Lol Im in their every time I pass it to the bathroom, we deserve to look at it thought we've waited long enough!


----------



## Lorella (Jan 10, 2013)

Clo- Hee,Hee! Every time I walk past LO's bedroom I have a little peak and smile to myself!

Anj - thanks a lot. That's good to know. I've been holding all the emotion back so far so I think come   MP I will definitely be opening the flood gates!

WP - I think I will stop worrying about the MA then. LO is totally where she should be so I don't have any concerns developmentally. I am also being thrown a 'secret' baby shower! How funny 😊. I am hoping to go on AL a couple of days after MP too. Want to have 2 weeks off before she comes home, if I can. So far we have bought or got on order: bedroom furniture ( cot bed, wardrobe and drawers) monitor, grow bag, couple of outfits, dribble bib with teether, food bib (with arms- my niece has one, they are wipe clean and very handy), pack of sleep suits, bibs, cute towel with hood, bedding set ( matching curtains, pics, freeze and change mat), gro egg, stacking cups, rubber duckies, changing bag and a thermometer! Oh dear now I've written it down it sounds like a lot but it's not really   Xx


----------



## clo76 (Oct 9, 2013)

No it doesn't sound a lot, its all essential things you need for a child. Im going to stock up on medicines and first aid stuff, my mum works in a chemist so she is going to put a good first aid kit together for me.


----------



## Lorella (Jan 10, 2013)

I got a fab first aid kit off Amazon. Has absolutely everything in it even ready to use ice packs! 
Thanks for that car seat link. We were going to go with a Maxi Cosi 2wày pearl but this looks good too..... Hmmmm food for thought x


----------



## clo76 (Oct 9, 2013)

I was baffled by the car seats, there's so many out there! x


----------



## Waiting_patiently (Dec 4, 2013)

We have more odds and sods too the house is already full of it   also going with 2way pearl I want to do the rf for as long as possible, cant share pics on here can we or I'd show a pic of nursery so far? 
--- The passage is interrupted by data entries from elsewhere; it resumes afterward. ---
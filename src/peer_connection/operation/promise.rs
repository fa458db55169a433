use std::fmt;
use std::future::Future;
use std::pin::Pin;
use std::sync::Arc;
use std::task::{Context, Poll};

use tokio::sync::oneshot;

use crate::callback::managed;
use crate::dispatch::Dispatcher;
use crate::error::{Error, Result};

/// Success and failure callbacks of the legacy call style. Only one of the
/// two ever runs, on the dispatch context.
pub struct RTCLegacyCallbacks<T> {
    success: Box<dyn FnOnce(T) + Send + 'static>,
    failure: Box<dyn FnOnce(Error) + Send + 'static>,
}

impl<T> RTCLegacyCallbacks<T> {
    pub fn new(
        success: impl FnOnce(T) + Send + 'static,
        failure: impl FnOnce(Error) + Send + 'static,
    ) -> Self {
        RTCLegacyCallbacks {
            success: Box::new(success),
            failure: Box::new(failure),
        }
    }

    fn call(self, result: Result<T>) {
        match result {
            Ok(value) => (self.success)(value),
            Err(err) => (self.failure)(err),
        }
    }
}

impl<T> fmt::Debug for RTCLegacyCallbacks<T> {
    fn fmt(&self, f: &mut fmt::Formatter<'_>) -> fmt::Result {
        f.debug_struct("RTCLegacyCallbacks").finish_non_exhaustive()
    }
}

/// Promise is the eventual result of an async connection operation. It
/// settles exactly once; operations cut short by `close` reject with
/// `InvalidStateError`.
#[must_use = "a promise does nothing unless awaited"]
pub struct Promise<T> {
    rx: oneshot::Receiver<Result<T>>,
    operation: &'static str,
}

impl<T> fmt::Debug for Promise<T> {
    fn fmt(&self, f: &mut fmt::Formatter<'_>) -> fmt::Result {
        f.debug_struct("Promise")
            .field("operation", &self.operation)
            .finish()
    }
}

impl<T> Future for Promise<T> {
    type Output = Result<T>;

    fn poll(mut self: Pin<&mut Self>, cx: &mut Context<'_>) -> Poll<Self::Output> {
        let operation = self.operation;
        Pin::new(&mut self.rx)
            .poll(cx)
            .map(|result| result.unwrap_or(Err(Error::ErrOperationAborted(operation))))
    }
}

impl<T: Clone + Send + 'static> Promise<T> {
    /// A promise that is already rejected with `err`. Legacy callbacks, if
    /// any, still run on a later dispatch turn.
    pub(crate) fn rejected(
        dispatcher: &Arc<Dispatcher>,
        operation: &'static str,
        callbacks: Option<RTCLegacyCallbacks<T>>,
        err: Error,
    ) -> Self {
        let (deferred, promise) = Deferred::new(dispatcher, operation, callbacks);
        deferred.settle(Err(err));
        promise
    }
}

/// Deferred is the settling side of a [`Promise`]. Dropping it unsettled
/// rejects the promise as if the connection had been closed.
pub(crate) struct Deferred<T: Clone + Send + 'static> {
    tx: Option<oneshot::Sender<Result<T>>>,
    callbacks: Option<RTCLegacyCallbacks<T>>,
    dispatcher: Arc<Dispatcher>,
    operation: &'static str,
}

impl<T: Clone + Send + 'static> Deferred<T> {
    pub(crate) fn new(
        dispatcher: &Arc<Dispatcher>,
        operation: &'static str,
        callbacks: Option<RTCLegacyCallbacks<T>>,
    ) -> (Self, Promise<T>) {
        let (tx, rx) = oneshot::channel();
        (
            Deferred {
                tx: Some(tx),
                callbacks,
                dispatcher: Arc::clone(dispatcher),
                operation,
            },
            Promise { rx, operation },
        )
    }

    pub(crate) fn operation(&self) -> &'static str {
        self.operation
    }

    pub(crate) fn resolve(self, value: T) {
        self.settle(Ok(value))
    }

    pub(crate) fn reject(self, err: Error) {
        self.settle(Err(err))
    }

    pub(crate) fn settle(mut self, result: Result<T>) {
        self.settle_inner(result);
    }

    fn settle_inner(&mut self, result: Result<T>) {
        let Some(tx) = self.tx.take() else {
            return;
        };

        if let Some(callbacks) = self.callbacks.take() {
            let r = result.clone();
            let operation = self.operation;
            if let Err(err) = self.dispatcher.post(move || {
                managed(operation, move || callbacks.call(r));
            }) {
                log::warn!("{operation}: legacy callbacks not delivered: {err}");
            }
        }

        // the receiver may be gone if the caller only wanted the callbacks
        let _ = tx.send(result);
    }
}

impl<T: Clone + Send + 'static> Drop for Deferred<T> {
    fn drop(&mut self) {
        if self.tx.is_some() {
            log::trace!("{} dropped before settling", self.operation);
            self.settle_inner(Err(Error::closed(self.operation)));
        }
    }
}
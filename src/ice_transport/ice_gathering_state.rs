idl_enum! {
    /// Describes the state of the ICE candidate gathering process.
    pub enum RTCIceGatheringState {
        /// No transport has started gathering, or there are no transports.
        New = "new",

        /// At least one transport is gathering candidates.
        Gathering = "gathering",

        /// All transports have finished gathering. Reaching this state produces
        /// the end-of-candidates `icecandidate` event.
        Complete = "complete",
    }
}
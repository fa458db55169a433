idl_enum! {
    /// Indicates the state of the [`RTCPeerConnection`] as a whole, aggregated
    /// by the native engine over its ICE and DTLS transports.
    ///
    /// [`RTCPeerConnection`]: crate::peer_connection::RTCPeerConnection
    pub enum RTCPeerConnectionState {
        New = "new",
        Connecting = "connecting",
        Connected = "connected",
        Disconnected = "disconnected",
        Failed = "failed",
        Closed = "closed",
    }
}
clo76 were yet to do the first aid bit, already have some as we have lots of littlies stay over regularly (not for much longer bless them, until lo is settled) good idea to be fully prepared!


----------



## Waiting_patiently (Dec 4, 2013)

clo76 said:


> I was baffled by the car seats, there's so many out there! x


Ive been obsessed with car seats since my nannying days, very frustrating when not used properly.. grrrr, I've had a field day getting all our stuff!


----------



## Waiting_patiently (Dec 4, 2013)

by the way Gap have 30% off until tonight for their birthday today, I couldn't resist


----------



## Waiting_patiently (Dec 4, 2013)

We're getting nearer all of us


----------



## clo76 (Oct 9, 2013)

I know, I cant believe after 3 yrs im going to be a mum! Your mp is this Friday right? when are your intros due to start? I wish I had a date for intros but with the fc on hols till the 9/9/14 they cant set a date as yet. Im so ready to give notice to work but just don't know when to do it. 

Good luck with panel. x


----------



## Waiting_patiently (Dec 4, 2013)

Hiya, yes this Friday and thank you x  

The plan thats been advised so far is for intros to start on the 16th Sept for 7 days, we cant believe it's finally really happening.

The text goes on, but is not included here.